🔗 Introduction

For a short introduction about MABE (Modular Agent-Based Evolution platform) as well as the description and performance analysis of other approaches see this post.

🔗 Genome Class

Genome is a sequence of sites that contain heritable and mutable data. Genome is used by other MABE modules, for example as a source of data necessary to construct a brain in MABE.

In biology, a genome is a sequence of four types of nucleotides (A, C, G, T). In MABE, the genome data could be of any type, and for this project the data in our genome will be of std::byte type.

The genome class interface provides several mutation methods, which are used to create an offspring genome from a parent genome, specifically:

Overwrite mutation - the value at one or more sites is overwritten by a different value
Insert mutation - one or more sites are inserted into the genome
Remove mutation - one or more sites are removed from the genome

🔗 Naive Implementation

Genome is a sequence of sites with specific values, e.g.:

example genome

It can be naively implemented as a std::vector data structure from the standard library. In this naive design, all mutations can be implemented using the standard library algorithms on std::vector, specifically:

// A genome that consists of three sites with values 1, 2 and 3
std::vector<std::byte> sites{std::byte(1), std::byte(2), std::byte(3)}; 

// Overwrite mutation: overwrite using values from segment starting at index 
void overwrite(size_t index, const std::vector<std::byte>& segment) {
for (size_t i(0); i < segment.size(); i++) {
sites[index + i] = segment[i];
}
}

// Insert mutation: a segment is inserted at index
void insert(size_t index, const std::vector<std::byte>& segment) {
sites.insert(sites.begin() + index, segment.begin(), segment.end());
}

// Remove mutation: segmentSize sites are removed starting at index 
void remove(size_t index, size_t segmentSize) {
sites.erase(sites.begin() + index, sites.begin() + index + segmentSize);
}

The advantages of this approach include:

All the sites are in contiguous memory -> fast operations due to cache-friendliness (e.g. random access or iterations)
Use of C++ standard library data structures -> code is simple, readable, expressive and optimized for performance

However, there are some disadvantages:

Every generation, the whole genome (the whole sites vector) is copied and then the mutations are applied to it. In a common situation of a large genome and low mutation rates, it means copying a lot of values that do not change between the parent and the offspring genomes
The insert() and erase() algorithms have linear time complexity -> inefficient time

The goal of this project was to investigate if storing only the mutations (as opposed to storing the whole genome) for each offspring would provide a better time and memory performance.

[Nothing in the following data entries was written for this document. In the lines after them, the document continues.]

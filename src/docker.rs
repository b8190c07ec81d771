#![allow(dead_code)]
use std::process::{Command, Stdio};

use anyhow::{Context, Result};
use log::{debug, error, info, warn};

use crate::restart::ContainerRuntime;

/// Outcome of resolving a container name pattern against the running
/// container list.
#[derive(Debug, Clone, PartialEq, Eq)]
pub enum NameResolution {
    /// Exactly one container matched.
    Resolved(String),

    /// No container name contains the pattern.
    NotFound,

    /// Several container names contain the pattern; the restart is refused
    /// rather than picking one arbitrarily.
    Ambiguous(Vec<String>),
}

/// Resolve a container name pattern against a list of container names.
///
/// An exact name match always wins, even when the pattern is also a
/// substring of other names. Otherwise the pattern must be a substring of
/// exactly one name.
pub fn resolve_name(pattern: &str, names: &[String]) -> NameResolution {
    if names.iter().any(|name| name == pattern) {
        return NameResolution::Resolved(pattern.to_string());
    }

    let mut matches: Vec<String> = names
        .iter()
        .filter(|name| name.contains(pattern))
        .cloned()
        .collect();

    match matches.len() {
        1 => NameResolution::Resolved(matches.remove(0)),
        0 => NameResolution::NotFound,
        _ => NameResolution::Ambiguous(matches),
    }
}

/// Docker CLI wrapper that restarts containers by name pattern.
///
/// Container names come from `docker ps`; resolution accepts an exact match
/// or a unique substring match. Zero or several candidates leave nothing to
/// restart.
pub struct DockerService {
    program: String,
}

impl DockerService {
    /// Create a service that shells out to `docker` from the PATH.
    pub fn new() -> Self {
        Self::with_program("docker")
    }

    /// Create a service that shells out to a specific docker binary.
    pub fn with_program(program: impl Into<String>) -> Self {
        Self {
            program: program.into(),
        }
    }

    /// Whether the docker binary is present and answers `--version`.
    fn is_available(&self) -> bool {
        Command::new(&self.program)
            .arg("--version")
            .stdout(Stdio::null())
            .stderr(Stdio::null())
            .status()
            .map(|status| status.success())
            .unwrap_or(false)
    }

    fn running_container_names(&self) -> Result<Vec<String>> {
        let output = Command::new(&self.program)
            .args(["ps", "--format", "{{.Names}}"])
            .output()
            .with_context(|| format!("failed to run '{} ps'", self.program))?;

        if !output.status.success() {
            return Err(anyhow::anyhow!(
                "'{} ps' failed: {}",
                self.program,
                String::from_utf8_lossy(&output.stderr).trim()
            ));
        }

        Ok(String::from_utf8_lossy(&output.stdout)
            .lines()
            .map(str::trim)
            .filter(|line| !line.is_empty())
            .map(ToOwned::to_owned)
            .collect())
    }

    /// Resolve the container to restart from the running container list.
    ///
    /// Resolution failures are logged here with the candidate list so the
    /// operator can narrow down the `DOCKER_CONTAINER` pattern.
    pub fn resolve_container(&self, pattern: &str) -> NameResolution {
        let names = match self.running_container_names() {
            Ok(names) => names,
            Err(e) => {
                error!("Could not list running Docker containers: {}", e);
                return NameResolution::NotFound;
            }
        };

        if names.is_empty() {
            error!("No running Docker containers found.");
            return NameResolution::NotFound;
        }

        let resolution = resolve_name(pattern, &names);
        match &resolution {
            NameResolution::Resolved(name) if name == pattern => {
                info!("Found an exact Docker container name match: '{}'.", name);
            }
            NameResolution::Resolved(name) => {
                info!(
                    "Matched Docker container '{}' for pattern '{}'.",
                    name, pattern
                );
            }
            NameResolution::NotFound => {
                error!(
                    "No Docker container name contains '{}'. Running containers: {:?}",
                    pattern, names
                );
            }
            NameResolution::Ambiguous(candidates) => {
                error!(
                    "Ambiguous container pattern '{}', candidates: {:?}. Use a more specific DOCKER_CONTAINER value.",
                    pattern, candidates
                );
            }
        }

        resolution
    }

    fn run_restart(&self, name: &str) -> Result<String> {
        let output = Command::new(&self.program)
            .args(["restart", name])
            .output()
            .with_context(|| format!("failed to run '{} restart {}'", self.program, name))?;

        if !output.status.success() {
            return Err(anyhow::anyhow!(
                "'{} restart {}' failed: {}",
                self.program,
                name,
                String::from_utf8_lossy(&output.stderr).trim()
            ));
        }

        Ok(String::from_utf8_lossy(&output.stdout).trim().to_string())
    }
}

impl ContainerRuntime for DockerService {
    /// Restart the container matching the pattern.
    ///
    /// Resolution failures and CLI failures are logged and reported as
    /// `false` so the caller can account for a failed remediation.
    fn restart_container(&self, pattern: &str) -> bool {
        if !self.is_available() {
            warn!(
                "The '{}' command is not available, skipping the container restart.",
                self.program
            );
            return false;
        }

        let name = match self.resolve_container(pattern) {
            NameResolution::Resolved(name) => name,
            NameResolution::NotFound | NameResolution::Ambiguous(_) => return false,
        };

        info!("Restarting Docker container '{}'...", name);
        match self.run_restart(&name) {
            Ok(stdout) => {
                info!("Docker container '{}' restarted.", name);
                if !stdout.is_empty() {
                    debug!("{}", stdout);
                }
                true
            }
            Err(e) => {
                error!("Failed to restart Docker container '{}': {}", name, e);
                false
            }
        }
    }
}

🔗 Optimized Implementation Using Change Log

One of the ways to improve the time complexity as well as optimize for memory use is to have a change log. The change log will keep track of the mutations that occurred between the parent and the offsprings over generations. This means only storing the differences between parent genome and it’s offsprings as opposed to storing the whole genome for every offspring.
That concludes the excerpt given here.